#[cfg(test)]
mod tests {
    use super::*;

    fn env(pairs: &[(&str, TagValue)]) -> TagEnvironment {
        pairs
            .iter()
            .map(|(k, v)| ((*k).to_owned(), v.clone()))
            .collect()
    }

    fn by_name<'a>(files: &'a [TemplateFile], name: &str) -> &'a TemplateFile {
        files
            .iter()
            .find(|f| f.name == name)
            .unwrap_or_else(|| panic!("no file named {name}"))
    }

    // ── Literal substitution ─────────────────────────────────────────────

    #[test]
    fn substitutes_string_tags_in_content_and_name() {
        let files = vec![
            TemplateFile::new("file1", "Greetings firstName lastName!"),
            TemplateFile::new("file2", "How can I help, firstName?"),
            TemplateFile::new("file3__upper", "firstName__lower lastName__upper"),
        ];
        let env = env(&[
            ("firstName", TagValue::from("John")),
            ("lastName", TagValue::from("Doe")),
            ("file3", TagValue::from("filename3")),
        ]);

        let result = render(&files, &env, None).unwrap();

        assert_eq!(by_name(&result, "file1").content, "Greetings John Doe!");
        assert_eq!(by_name(&result, "file2").content, "How can I help, John?");
        assert_eq!(by_name(&result, "FILENAME3").content, "john DOE");
    }

    #[test]
    fn renames_file_matching_tag_key() {
        let files = vec![TemplateFile::new("projectName", "content")];
        let env = env(&[("projectName", TagValue::from("StarterApp"))]);

        let result = render(&files, &env, None).unwrap();
        assert!(result.iter().any(|f| f.name == "StarterApp"));
    }

    #[test]
    fn longer_keys_substitute_before_their_prefixes() {
        let files = vec![TemplateFile::new("f", "name name2")];
        let env = env(&[
            ("name", TagValue::from("A")),
            ("name2", TagValue::from("B")),
        ]);

        let result = render(&files, &env, None).unwrap();
        assert_eq!(result[0].content, "A B");
    }

    // ── Directive blocks ─────────────────────────────────────────────────

    #[test]
    fn keeps_true_blocks_and_drops_false_ones() {
        let files = vec![TemplateFile::new(
            "file1",
            "You chose\n#if cond1\nOne\n#endif\n#if (cond2)\nTwo\n#endif",
        )];
        let env = env(&[
            ("cond1", TagValue::Bool(true)),
            ("cond2", TagValue::Bool(false)),
        ]);

        let result = render(&files, &env, None).unwrap();
        assert_eq!(result[0].content, "You chose\nOne\n");
    }

    #[test]
    fn negated_blocks_invert_the_condition() {
        let files = vec![TemplateFile::new(
            "file2",
            "You did not choose\n#if !cond1\nOne\n#endif\n#if (!cond2)\nTwo\n#endif",
        )];
        let env = env(&[
            ("cond1", TagValue::Bool(true)),
            ("cond2", TagValue::Bool(false)),
        ]);

        let result = render(&files, &env, None).unwrap();
        assert_eq!(result[0].content, "You did not choose\nTwo\n");
    }

    #[test]
    fn negated_and_plain_blocks_for_one_key_are_mutually_exclusive() {
        let content = "#if flag\nyes\n#endif\n#if !flag\nno\n#endif";
        let files = vec![TemplateFile::new("f", content)];

        let on = render(&files, &env(&[("flag", TagValue::Bool(true))]), None).unwrap();
        assert_eq!(on[0].content, "yes\n");

        let off = render(&files, &env(&[("flag", TagValue::Bool(false))]), None).unwrap();
        assert_eq!(off[0].content, "no\n");
    }

    #[test]
    fn else_branch_selected_when_condition_false() {
        let files = vec![TemplateFile::new(
            "file1",
            "You chose\n#if cond1\nOne\n#else\nTwo\n#endif",
        )];
        let env = env(&[("cond1", TagValue::Bool(false))]);

        let result = render(&files, &env, None).unwrap();
        assert_eq!(result[0].content, "You chose\nTwo\n");
    }

    #[test]
    fn elif_selects_first_true_condition() {
        let files = vec![TemplateFile::new(
            "file1",
            "You chose\n#if cond0\nZero\n#endif\n#if cond1\nOne\n#elif cond2\nTwo\n#endif",
        )];
        let env = env(&[
            ("cond0", TagValue::Bool(true)),
            ("cond1", TagValue::Bool(false)),
            ("cond2", TagValue::Bool(true)),
        ]);

        let result = render(&files, &env, None).unwrap();
        assert_eq!(result[0].content, "You chose\nZero\nTwo\n");
    }

    #[test]
    fn elif_chain_with_no_true_branch_and_no_else_emits_nothing() {
        let files = vec![TemplateFile::new(
            "f",
            "head\n#if a\nA\n#elif b\nB\n#elif c\nC\n#endif\ntail",
        )];
        let env = env(&[("a", TagValue::Bool(false)), ("b", TagValue::Bool(false))]);

        let result = render(&files, &env, None).unwrap();
        assert_eq!(result[0].content, "head\ntail");
    }

    #[test]
    fn negation_combines_with_elif() {
        let files = vec![TemplateFile::new(
            "f",
            "#if a\nA\n#elif !b\nnot-b\n#endif",
        )];
        let env = env(&[("a", TagValue::Bool(false)), ("b", TagValue::Bool(false))]);

        let result = render(&files, &env, None).unwrap();
        assert_eq!(result[0].content, "not-b\n");
    }

    #[test]
    fn html_comment_markers_resolve() {
        let files = vec![TemplateFile::new(
            "file3",
            "You chose\n<!--#if cond1-->\nOne\n<!--#endif-->\nnot\n<!--#if !cond2-->\nTwo\n<!--#endif-->\n<!--#if (cond3)-->\nThree\n<!--#endif-->\n",
        )];
        let env = env(&[
            ("cond1", TagValue::Bool(true)),
            ("cond2", TagValue::Bool(false)),
            ("cond3", TagValue::Bool(false)),
        ]);

        let result = render(&files, &env, None).unwrap();
        assert_eq!(result[0].content, "You chose\nOne\nnot\nTwo\n");
    }

    #[test]
    fn json_string_markers_resolve() {
        let files = vec![TemplateFile::new(
            "file3",
            "You chose\n\"#if cond1\": \"\",\nOne\n\"#endif\": \"\",\nnot\n\"#if !cond2\": \"\",\nTwo\n\"#endif\": \"\"",
        )];
        let env = env(&[
            ("cond1", TagValue::Bool(true)),
            ("cond2", TagValue::Bool(false)),
        ]);

        let result = render(&files, &env, None).unwrap();
        assert_eq!(result[0].content, "You chose\nOne\nnot\nTwo\n");
    }

    #[test]
    fn marker_syntaxes_mix_within_one_block() {
        let files = vec![TemplateFile::new(
            "f",
            "<!--#if cond1-->\nkept\n#endif\n",
        )];
        let env = env(&[("cond1", TagValue::Bool(true))]);

        let result = render(&files, &env, None).unwrap();
        assert_eq!(result[0].content, "kept\n");
    }

    #[test]
    fn bool_keys_are_removed_from_names() {
        let files = vec![
            TemplateFile::new("filecond1", ""),
            TemplateFile::new("filecond1/subfile", ""),
        ];
        let env = env(&[("cond1", TagValue::Bool(true))]);

        let result = render(&files, &env, None).unwrap();
        assert!(result.iter().any(|f| f.name == "file"));
        assert!(result.iter().any(|f| f.name == "file/subfile"));
    }

    #[test]
    fn bool_key_removed_from_name_even_when_false() {
        let files = vec![TemplateFile::new("filecond1", "")];
        let env = env(&[("cond1", TagValue::Bool(false))]);

        let result = render(&files, &env, None).unwrap();
        assert_eq!(result[0].name, "file");
    }

    #[test]
    fn nested_blocks_resolve_with_stack_discipline() {
        let files = vec![
            TemplateFile::new("file1", "You chose\n#if cond1\nOne\n#if cond2\nTwo\n#endif\n#endif"),
            TemplateFile::new("file2", "You chose\n#if cond3\nOne\n#if cond4\nTwo\n#endif\n#endif"),
        ];
        let env = env(&[
            ("cond1", TagValue::Bool(true)),
            ("cond2", TagValue::Bool(true)),
            ("cond3", TagValue::Bool(true)),
            ("cond4", TagValue::Bool(false)),
        ]);

        let result = render(&files, &env, None).unwrap();
        assert_eq!(by_name(&result, "file1").content, "You chose\nOne\nTwo\n");
        assert_eq!(by_name(&result, "file2").content, "You chose\nOne\n");
    }

    #[test]
    fn same_key_nested_blocks_pair_with_nearest_endif() {
        // A non-greedy single-block regex would pair the outer #if with the
        // *inner* #endif here and corrupt the output.
        let files = vec![TemplateFile::new(
            "f",
            "#if cond1\nouter\n#if cond1\ninner\n#endif\nafter-inner\n#endif\n",
        )];
        let env = env(&[("cond1", TagValue::Bool(true))]);

        let result = render(&files, &env, None).unwrap();
        assert_eq!(result[0].content, "outer\ninner\nafter-inner\n");
    }

    #[test]
    fn adjacent_blocks_for_one_key_resolve_independently() {
        let files = vec![TemplateFile::new(
            "file1",
            "You chose\n#if cond1\nOne\n#endif\n#if cond1\nTwo\n#endif",
        )];
        let env = env(&[("cond1", TagValue::Bool(true))]);

        let result = render(&files, &env, None).unwrap();
        assert_eq!(result[0].content, "You chose\nOne\nTwo\n");
    }

    #[test]
    fn nested_blocks_for_different_keys_are_independent() {
        let content = "#if outer\no1\n#if inner\ni\n#endif\no2\n#endif";
        let files = vec![TemplateFile::new("f", content)];

        for (outer, inner, expected) in [
            (true, true, "o1\ni\no2\n"),
            (true, false, "o1\no2\n"),
            (false, true, ""),
            (false, false, ""),
        ] {
            let env = env(&[
                ("outer", TagValue::Bool(outer)),
                ("inner", TagValue::Bool(inner)),
            ]);
            let result = render(&files, &env, None).unwrap();
            assert_eq!(result[0].content, expected, "outer={outer} inner={inner}");
        }
    }

    #[test]
    fn directive_keys_are_prefix_safe() {
        let files = vec![TemplateFile::new(
            "file1",
            "You chose\n#if cond1\nOne\n#endif\n#if cond12\nTwo\n#endif",
        )];
        let env = env(&[
            ("cond1", TagValue::Bool(false)),
            ("cond12", TagValue::Bool(true)),
        ]);

        let result = render(&files, &env, None).unwrap();
        assert_eq!(result[0].content, "You chose\nTwo\n");
    }

    #[test]
    fn unknown_directive_key_defaults_to_false() {
        let files = vec![TemplateFile::new("f", "#if ghost\ngone\n#else\nkept\n#endif\n")];
        let result = render(&files, &TagEnvironment::new(), None).unwrap();
        assert_eq!(result[0].content, "kept\n");
    }

    #[test]
    fn unclosed_block_is_a_directive_syntax_error() {
        let files = vec![TemplateFile::new("broken.txt", "#if cond1\nbody\n")];
        let env = env(&[("cond1", TagValue::Bool(true))]);

        let err = render(&files, &env, None).unwrap_err();
        match err {
            DomainError::DirectiveSyntax { file_name, detail } => {
                assert_eq!(file_name, "broken.txt");
                assert!(detail.contains("cond1"), "detail: {detail}");
            }
            other => panic!("unexpected error: {other:?}"),
        }
    }

    #[test]
    fn stray_endif_is_a_directive_syntax_error() {
        let files = vec![TemplateFile::new("broken.txt", "body\n#endif\n")];
        let err = render(&files, &TagEnvironment::new(), None).unwrap_err();
        assert!(matches!(err, DomainError::DirectiveSyntax { .. }));
    }

    #[test]
    fn elif_after_else_is_a_directive_syntax_error() {
        let files = vec![TemplateFile::new(
            "broken.txt",
            "#if a\nA\n#else\nB\n#elif c\nC\n#endif\n",
        )];
        let err = render(&files, &TagEnvironment::new(), None).unwrap_err();
        assert!(matches!(err, DomainError::DirectiveSyntax { .. }));
    }

    // ── Regex substitution ───────────────────────────────────────────────

    #[test]
    fn regex_replaces_only_the_captured_span() {
        let files = vec![TemplateFile::new(
            "file1",
            "<ItemGroup>\n   <PackageReference Include=\"MongoDB.Driver\" Version=\"2.8.1\" />\n   <PackageReference Include=\"AspNetCore.App\" Version=\"2.2.0\" />\n</ItemGroup>",
        )];
        let env = env(&[("mongo_ver", TagValue::from("3.0.1"))]);
        let regexes = HashMap::from([(
            "mongo_ver".to_owned(),
            "<PackageReference Include=\"MongoDB.Driver\" Version=\"([0-9|.]+)+\" />".to_owned(),
        )]);

        let result = render(&files, &env, Some(&regexes)).unwrap();
        assert_eq!(
            result[0].content,
            "<ItemGroup>\n   <PackageReference Include=\"MongoDB.Driver\" Version=\"3.0.1\" />\n   <PackageReference Include=\"AspNetCore.App\" Version=\"2.2.0\" />\n</ItemGroup>"
        );
    }

    #[test]
    fn regex_replaces_every_match() {
        let files = vec![TemplateFile::new(
            "file1",
            "<ItemGroup>\n   <PackageReference Include=\"Steeltoe.Common.Hosting\" Version=\"2.8.1\" />\n   <PackageReference Include=\"Steeltoe.Connector.EFCore\" Version=\"2.2.0\" />\n</ItemGroup>",
        )];
        let env = env(&[("steeltoe_ver", TagValue::from("3.0.1"))]);
        let regexes = HashMap::from([(
            "steeltoe_ver".to_owned(),
            "<PackageReference Include=\"Steeltoe.[\\w|.]+\" Version=\"([0-9|.]+)+\" />".to_owned(),
        )]);

        let result = render(&files, &env, Some(&regexes)).unwrap();
        assert_eq!(
            result[0].content,
            "<ItemGroup>\n   <PackageReference Include=\"Steeltoe.Common.Hosting\" Version=\"3.0.1\" />\n   <PackageReference Include=\"Steeltoe.Connector.EFCore\" Version=\"3.0.1\" />\n</ItemGroup>"
        );
    }

    #[test]
    fn regex_pass_never_touches_names_or_unmatched_files() {
        let files = vec![
            TemplateFile::new("versioned", "v = \"1.0\""),
            TemplateFile::new("plain", "nothing to see"),
        ];
        let env = env(&[("ver", TagValue::from("2.0"))]);
        let regexes = HashMap::from([("ver".to_owned(), "v = \"([0-9.]+)\"".to_owned())]);

        let result = render(&files, &env, Some(&regexes)).unwrap();
        assert_eq!(by_name(&result, "versioned").content, "v = \"2.0\"");
        assert_eq!(by_name(&result, "plain").content, "nothing to see");
    }

    #[test]
    fn invalid_regex_is_a_pattern_error() {
        let files = vec![TemplateFile::new("f", "content")];
        let env = env(&[("bad", TagValue::from("x"))]);
        let regexes = HashMap::from([("bad".to_owned(), "([unclosed".to_owned())]);

        let err = render(&files, &env, Some(&regexes)).unwrap_err();
        match err {
            DomainError::Pattern { key, pattern } => {
                assert_eq!(key, "bad");
                assert_eq!(pattern, "([unclosed");
            }
            other => panic!("unexpected error: {other:?}"),
        }
    }

    #[test]
    fn input_batch_is_never_mutated() {
        let files = vec![TemplateFile::new("projectName", "#if x\ngone\n#endif\n")];
        let env = env(&[
            ("projectName", TagValue::from("App")),
            ("x", TagValue::Bool(false)),
        ]);

        let _ = render(&files, &env, None).unwrap();
        assert_eq!(files[0].name, "projectName");
        assert_eq!(files[0].content, "#if x\ngone\n#endif\n");
    }
}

# # # # #

**Task details**
A lone number is the expected answer: the count of lines in these entries holding the string "ItemGroup".

**Task response**
4